* _What you are asked to do_
The lines from the start of the data through the line with "use crate::constants::tuning::DEFAULT_PAGE_SIZE;" are to be returned verbatim; all later lines are to be omitted.

----- Data listing -----

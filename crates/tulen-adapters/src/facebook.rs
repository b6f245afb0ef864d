// ABOUTME: Facebook Marketing API adapter reading ad account insights
// ABOUTME: Drains paging.next links, maps Graph error codes and extracts leads from action types
//
// SPDX-License-Identifier: MIT OR Apache-2.0
// Copyright (c) 2025 Pierre Fitness Intelligence

use std::collections::{BTreeMap, HashMap};

use async_trait::async_trait;
use reqwest::StatusCode;
use serde::Deserialize;
use serde_json::{json, Value};
use tracing::{debug, info};

use crate::constants::platforms::FACEBOOK_API_BASE_URL;
use crate::constants::tuning::DEFAULT_PAGE_SIZE;
use crate::core::{AdapterContext, PlatformAdapter};
use crate::errors::{AuthFailure, PlatformError, PlatformResult};
use crate::http_client::classify_http_failure;
use crate::models::{
    Breakdown, BreakdownRow, DateRange, FetchOptions, MetricTotals, MetricsEnvelope, Platform,
};
use crate::normalize::{snake_key, value_as_count, value_as_f64};
use crate::pagination::{collect_all, drain_pages, Page};

/// Action types counted as leads, most specific aggregate first
const LEAD_ACTION_TYPES: [&str; 3] = [
    "lead",
    "onsite_conversion.lead_grouped",
    "offsite_conversion.fb_pixel_lead",
];

/// Action types counted as conversions, most specific aggregate first
const PURCHASE_ACTION_TYPES: [&str; 2] = ["purchase", "offsite_conversion.fb_pixel_purchase"];

/// Graph error codes signalling throttling
const RATE_LIMIT_CODES: [i64; 6] = [4, 17, 32, 613, 80_000, 80_004];

/// Graph error codes signalling an invalid or expired token
const AUTH_CODES: [i64; 2] = [102, 190];

/// Graph error codes for transient server trouble
const TRANSIENT_CODES: [i64; 2] = [1, 2];

const INSIGHT_FIELDS: &str = "impressions,clicks,spend,actions";

#[derive(Debug, Deserialize)]
struct InsightsPage {
    #[serde(default)]
    data: Vec<InsightRow>,
    paging: Option<Paging>,
}

#[derive(Debug, Deserialize)]
struct Paging {
    next: Option<String>,
}

#[derive(Debug, Deserialize)]
struct InsightRow {
    impressions: Option<Value>,
    clicks: Option<Value>,
    spend: Option<Value>,
    #[serde(default)]
    actions: Vec<ActionValue>,
    /// Breakdown columns (`age`, `gender`) and date echoes
    #[serde(flatten)]
    dimensions: HashMap<String, Value>,
}

#[derive(Debug, Deserialize)]
struct ActionValue {
    action_type: String,
    value: Option<Value>,
}

#[derive(Debug, Deserialize)]
struct GraphErrorBody {
    error: GraphError,
}

#[derive(Debug, Deserialize)]
struct GraphError {
    #[serde(default)]
    message: String,
    #[serde(default)]
    code: i64,
    error_subcode: Option<i64>,
}

/// Map a Graph API failure to the error taxonomy
///
/// Graph reports throttling and token problems through `error.code`, often
/// with HTTP 400, so the body is inspected before the status.
#[must_use]
pub fn classify_facebook_error(
    platform: Platform,
    status: StatusCode,
    body: &str,
    retry_after: Option<u64>,
) -> PlatformError {
    let Ok(parsed) = serde_json::from_str::<GraphErrorBody>(body) else {
        return classify_http_failure(platform, status, body, retry_after);
    };
    let GraphError {
        message,
        code,
        error_subcode,
    } = parsed.error;

    if RATE_LIMIT_CODES.contains(&code) {
        return PlatformError::RateLimited {
            platform,
            retry_after_secs: retry_after,
            attempts: 1,
        };
    }
    if AUTH_CODES.contains(&code) || status == StatusCode::UNAUTHORIZED {
        let detail = error_subcode.map_or_else(
            || message.clone(),
            |subcode| format!("{message} (subcode {subcode})"),
        );
        return PlatformError::auth(platform, AuthFailure::Rejected, detail);
    }
    if TRANSIENT_CODES.contains(&code) {
        return PlatformError::network(platform, message);
    }
    PlatformError::api(
        platform,
        Some(status.as_u16()),
        format!("Graph error {code}: {message}"),
    )
}

/// Facebook Ads insights adapter
#[derive(Debug, Clone)]
pub struct FacebookAdsAdapter {
    context: AdapterContext,
    base_url: String,
}

impl FacebookAdsAdapter {
    /// Adapter against the production Graph API
    #[must_use]
    pub fn new(context: AdapterContext) -> Self {
        Self {
            context,
            base_url: FACEBOOK_API_BASE_URL.to_owned(),
        }
    }

    /// Point at another Graph host (tests, proxies)
    #[must_use]
    pub fn with_base_url(mut self, base_url: impl Into<String>) -> Self {
        self.base_url = base_url.into().trim_end_matches('/').to_owned();
        self
    }

    async fn fetch_rows(
        &self,
        access_token: &str,
        account_id: &str,
        date_range: &DateRange,
        breakdown: Option<Breakdown>,
    ) -> PlatformResult<Vec<InsightRow>> {
        let first_url = format!("{}/{account_id}/insights", self.base_url);
        let mut params = vec![
            ("fields", INSIGHT_FIELDS.to_owned()),
            ("level", "account".to_owned()),
            (
                "time_range",
                json!({"since": date_range.start_str(), "until": date_range.end_str()}).to_string(),
            ),
            ("limit", DEFAULT_PAGE_SIZE.to_string()),
        ];
        if let Some(dimension) = breakdown {
            params.push(("breakdowns", dimension.as_str().to_owned()));
        }

        let context = &self.context;
        let first_url = &first_url;
        let params = &params;
        let stream = drain_pages(Platform::Facebook, move |cursor: Option<String>| async move {
            // paging.next is a complete URL that already carries every parameter
            let is_first = cursor.is_none();
            let url = cursor.unwrap_or_else(|| first_url.clone());
            let page: InsightsPage = context
                .request_json(Platform::Facebook, classify_facebook_error, |client| {
                    let request = client.get(&url).bearer_auth(access_token);
                    if is_first {
                        request.query(params)
                    } else {
                        request
                    }
                })
                .await?;
            Ok(Page {
                items: page.data,
                next: page.paging.and_then(|paging| paging.next),
            })
        });
        collect_all(stream).await
    }
}

/// First matching action type wins, so aggregate and granular types are not double counted
fn action_count(actions: &[ActionValue], types: &[&str]) -> u64 {
    types
        .iter()
        .find_map(|wanted| {
            actions
                .iter()
                .find(|action| action.action_type == *wanted)
                .map(|action| value_as_count(action.value.as_ref()))
        })
        .unwrap_or(0)
}

fn row_totals(row: &InsightRow) -> MetricTotals {
    MetricTotals {
        impressions: value_as_count(row.impressions.as_ref()),
        clicks: value_as_count(row.clicks.as_ref()),
        spend: value_as_f64(row.spend.as_ref()),
        leads: action_count(&row.actions, &LEAD_ACTION_TYPES),
        conversions: action_count(&row.actions, &PURCHASE_ACTION_TYPES),
    }
}

fn breakdown_rows(rows: &[InsightRow], dimension: Breakdown) -> Vec<BreakdownRow> {
    let mut grouped: BTreeMap<String, MetricTotals> = BTreeMap::new();
    for row in rows {
        let key = row
            .dimensions
            .get(dimension.as_str())
            .and_then(Value::as_str)
            .map_or_else(|| "unknown".to_owned(), snake_key);
        *grouped.entry(key).or_default() += row_totals(row);
    }
    grouped
        .into_iter()
        .map(|(key, totals)| BreakdownRow::new(key, totals))
        .collect()
}

#[async_trait]
impl PlatformAdapter for FacebookAdsAdapter {
    fn platform(&self) -> Platform {
        Platform::Facebook
    }

    async fn fetch_metrics(
        &self,
        access_token: &str,
        account_id: &str,
        date_range: &DateRange,
        options: &FetchOptions,
    ) -> PlatformResult<MetricsEnvelope> {
        info!(platform = %Platform::Facebook, account_id, range = %date_range, "fetching insights");

        let rows = self
            .fetch_rows(access_token, account_id, date_range, None)
            .await?;
        let mut totals = MetricTotals::default();
        for row in &rows {
            totals += row_totals(row);
        }
        debug!(platform = %Platform::Facebook, rows = rows.len(), "insights drained");

        let mut envelope = MetricsEnvelope::new(Platform::Facebook, account_id, *date_range, totals);
        for dimension in [Breakdown::Age, Breakdown::Gender] {
            if options.wants(dimension) {
                let rows = self
                    .fetch_rows(access_token, account_id, date_range, Some(dimension))
                    .await?;
                envelope = envelope.with_breakdown(dimension, breakdown_rows(&rows, dimension));
            }
        }
        Ok(envelope)
    }
}

#[cfg(test)]
mod tests {
    use super::*;
    use crate::errors::ErrorKind;

    #[test]
    fn graph_throttle_codes_map_to_rate_limit() {
        let body = r#"{"error":{"message":"User request limit reached","type":"OAuthException","code":17}}"#;
        let err = classify_facebook_error(Platform::Facebook, StatusCode::BAD_REQUEST, body, None);
        assert_eq!(err.kind(), ErrorKind::RateLimit);
    }

    #[test]
    fn graph_token_errors_map_to_auth() {
        let body = r#"{"error":{"message":"Session has expired","type":"OAuthException","code":190,"error_subcode":463}}"#;
        let err = classify_facebook_error(Platform::Facebook, StatusCode::BAD_REQUEST, body, None);
        assert_eq!(err.auth_reason(), Some(AuthFailure::Rejected));
        assert!(err.to_string().contains("463"));
    }

    #[test]
    fn unknown_graph_errors_are_api_errors() {
        let body = r#"{"error":{"message":"Unsupported get request","code":100}}"#;
        let err = classify_facebook_error(Platform::Facebook, StatusCode::BAD_REQUEST, body, None);
        assert_eq!(err.kind(), ErrorKind::Api);
    }

    #[test]
    fn lead_actions_are_not_double_counted() {
        let row: InsightRow = serde_json::from_value(json!({
            "impressions": "1000",
            "clicks": "40",
            "spend": "250.75",
            "actions": [
                {"action_type": "onsite_conversion.lead_grouped", "value": "4"},
                {"action_type": "lead", "value": "6"},
                {"action_type": "link_click", "value": "40"}
            ]
        }))
        .unwrap();
        let totals = row_totals(&row);
        assert_eq!(totals.leads, 6);
        assert_eq!(totals.impressions, 1000);
        assert!((totals.spend - 250.75).abs() < 1e-9);
        assert_eq!(totals.conversions, 0);
    }

    #[test]
    fn breakdown_rows_group_by_dimension() {
        let rows: Vec<InsightRow> = serde_json::from_value(json!([
            {"impressions": "10", "clicks": "1", "spend": "5", "age": "25-34"},
            {"impressions": "20", "clicks": "2", "spend": "5", "age": "35-44"},
            {"impressions": "5", "clicks": "0", "spend": "1", "age": "25-34"}
        ]))
        .unwrap();
        let grouped = breakdown_rows(&rows, Breakdown::Age);
        assert_eq!(grouped.len(), 2);
        assert_eq!(grouped[0].key, "25-34");
        assert_eq!(grouped[0].totals.impressions, 15);
    }
}
// ABOUTME: Tests for environment-driven configuration loading
// ABOUTME: Serialized because they mutate process environment variables
#![allow(clippy::unwrap_used, clippy::expect_used, clippy::panic)]
#![allow(missing_docs)]
//
// SPDX-License-Identifier: MIT OR Apache-2.0
// Copyright (c) 2025 Pierre Fitness Intelligence

use std::env;
use std::time::Duration;

use serial_test::serial;
use tulen_reporting::config::environment::DEFAULT_DATABASE_URL;
use tulen_reporting::config::{PlatformCredentials, ServerConfig};
use tulen_reporting::constants::env_config;
use tulen_reporting::errors::ErrorCode;
use tulen_reporting::models::Platform;

const MANAGED_VARS: [&str; 15] = [
    env_config::DATABASE_URL,
    env_config::REFRESH_THRESHOLD_SECS,
    env_config::FETCH_TIMEOUT_SECS,
    env_config::CACHE_TTL_SECS,
    env_config::CACHE_MAX_ENTRIES,
    env_config::RETRY_MAX_ATTEMPTS,
    env_config::RETRY_JITTER_FACTOR,
    env_config::CLIENTS_FILE,
    env_config::FACEBOOK_APP_ID,
    env_config::FACEBOOK_APP_SECRET,
    env_config::GOOGLE_CLIENT_ID,
    env_config::GOOGLE_CLIENT_SECRET,
    env_config::GOOGLE_ADS_DEVELOPER_TOKEN,
    env_config::GHL_CLIENT_ID,
    env_config::GHL_CLIENT_SECRET,
];

fn clear_env() {
    for key in MANAGED_VARS {
        env::remove_var(key);
    }
}

#[test]
#[serial]
fn defaults_apply_when_nothing_is_set() {
    clear_env();

    let config = ServerConfig::from_env().unwrap();

    assert_eq!(config.database_url, DEFAULT_DATABASE_URL);
    assert_eq!(config.refresh_threshold, Duration::from_secs(300));
    assert_eq!(config.fetch_timeout, Duration::from_secs(30));
    assert!(config.credentials.is_empty());
    assert!(config.oauth_clients().is_empty());
    assert!(config.clients_file.is_none());
}

#[test]
#[serial]
fn google_credentials_enable_sheets_without_a_developer_token() {
    clear_env();
    env::set_var(env_config::GOOGLE_CLIENT_ID, "google-client");
    env::set_var(env_config::GOOGLE_CLIENT_SECRET, "google-secret");

    let config = ServerConfig::from_env().unwrap();
    clear_env();

    assert!(config.credentials_for(Platform::GoogleSheets).is_some());
    assert!(config.credentials_for(Platform::GoogleAds).is_none());
    let registry = config.adapter_registry(&config.adapter_context());
    assert!(registry.get(Platform::GoogleSheets).is_some());
    assert!(registry.get(Platform::GoogleAds).is_none());
}

#[test]
#[serial]
fn full_credentials_configure_every_platform() {
    clear_env();
    env::set_var(env_config::FACEBOOK_APP_ID, "fb-app");
    env::set_var(env_config::FACEBOOK_APP_SECRET, "fb-secret");
    env::set_var(env_config::GOOGLE_CLIENT_ID, "google-client");
    env::set_var(env_config::GOOGLE_CLIENT_SECRET, "google-secret");
    env::set_var(env_config::GOOGLE_ADS_DEVELOPER_TOKEN, "dev-token");
    env::set_var(env_config::GHL_CLIENT_ID, " ghl-client ");
    env::set_var(env_config::GHL_CLIENT_SECRET, "ghl-secret");

    let config = ServerConfig::from_env().unwrap();
    clear_env();

    assert_eq!(config.oauth_clients().len(), 4);
    assert_eq!(
        config.credentials_for(Platform::GoHighLevel),
        Some(&PlatformCredentials::GoHighLevel {
            client_id: "ghl-client".to_owned(),
            client_secret: "ghl-secret".to_owned(),
        })
    );
}

#[test]
#[serial]
fn numeric_overrides_are_parsed() {
    clear_env();
    env::set_var(env_config::REFRESH_THRESHOLD_SECS, "600");
    env::set_var(env_config::FETCH_TIMEOUT_SECS, "5");
    env::set_var(env_config::CACHE_TTL_SECS, "0");
    env::set_var(env_config::RETRY_MAX_ATTEMPTS, "0");
    env::set_var(env_config::RETRY_JITTER_FACTOR, "3.5");

    let config = ServerConfig::from_env().unwrap();
    clear_env();

    assert_eq!(config.refresh_threshold, Duration::from_secs(600));
    assert_eq!(config.fetch_timeout, Duration::from_secs(5));
    assert_eq!(config.cache.ttl, Duration::ZERO);
    assert_eq!(config.retry.max_attempts, 1);
    assert!((config.retry.jitter_factor - 1.0).abs() < f64::EPSILON);
}

#[test]
#[serial]
fn unparseable_values_are_config_errors() {
    clear_env();
    env::set_var(env_config::FETCH_TIMEOUT_SECS, "soon");

    let err = ServerConfig::from_env().unwrap_err();
    clear_env();

    assert_eq!(err.code, ErrorCode::ConfigError);
    assert!(err.message.contains(env_config::FETCH_TIMEOUT_SECS));
}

-----

* _Your response_
filename crates/tulen-adapters/src/facebook.rs
repository b6f245afb0ef864d
// ABOUTME: Facebook Marketing API adapter reading ad account insights
// ABOUTME: Drains paging.next links, maps Graph error codes and extracts leads from action types
//
// SPDX-License-Identifier: MIT OR Apache-2.0
// Copyright (c) 2025 Pierre Fitness Intelligence

use std::collections::{BTreeMap, HashMap};

use async_trait::async_trait;
use reqwest::StatusCode;
use serde::Deserialize;
use serde_json::{json, Value};
use tracing::{debug, info};

use crate::constants::platforms::FACEBOOK_API_BASE_URL;
use crate::constants::tuning::DEFAULT_PAGE_SIZE;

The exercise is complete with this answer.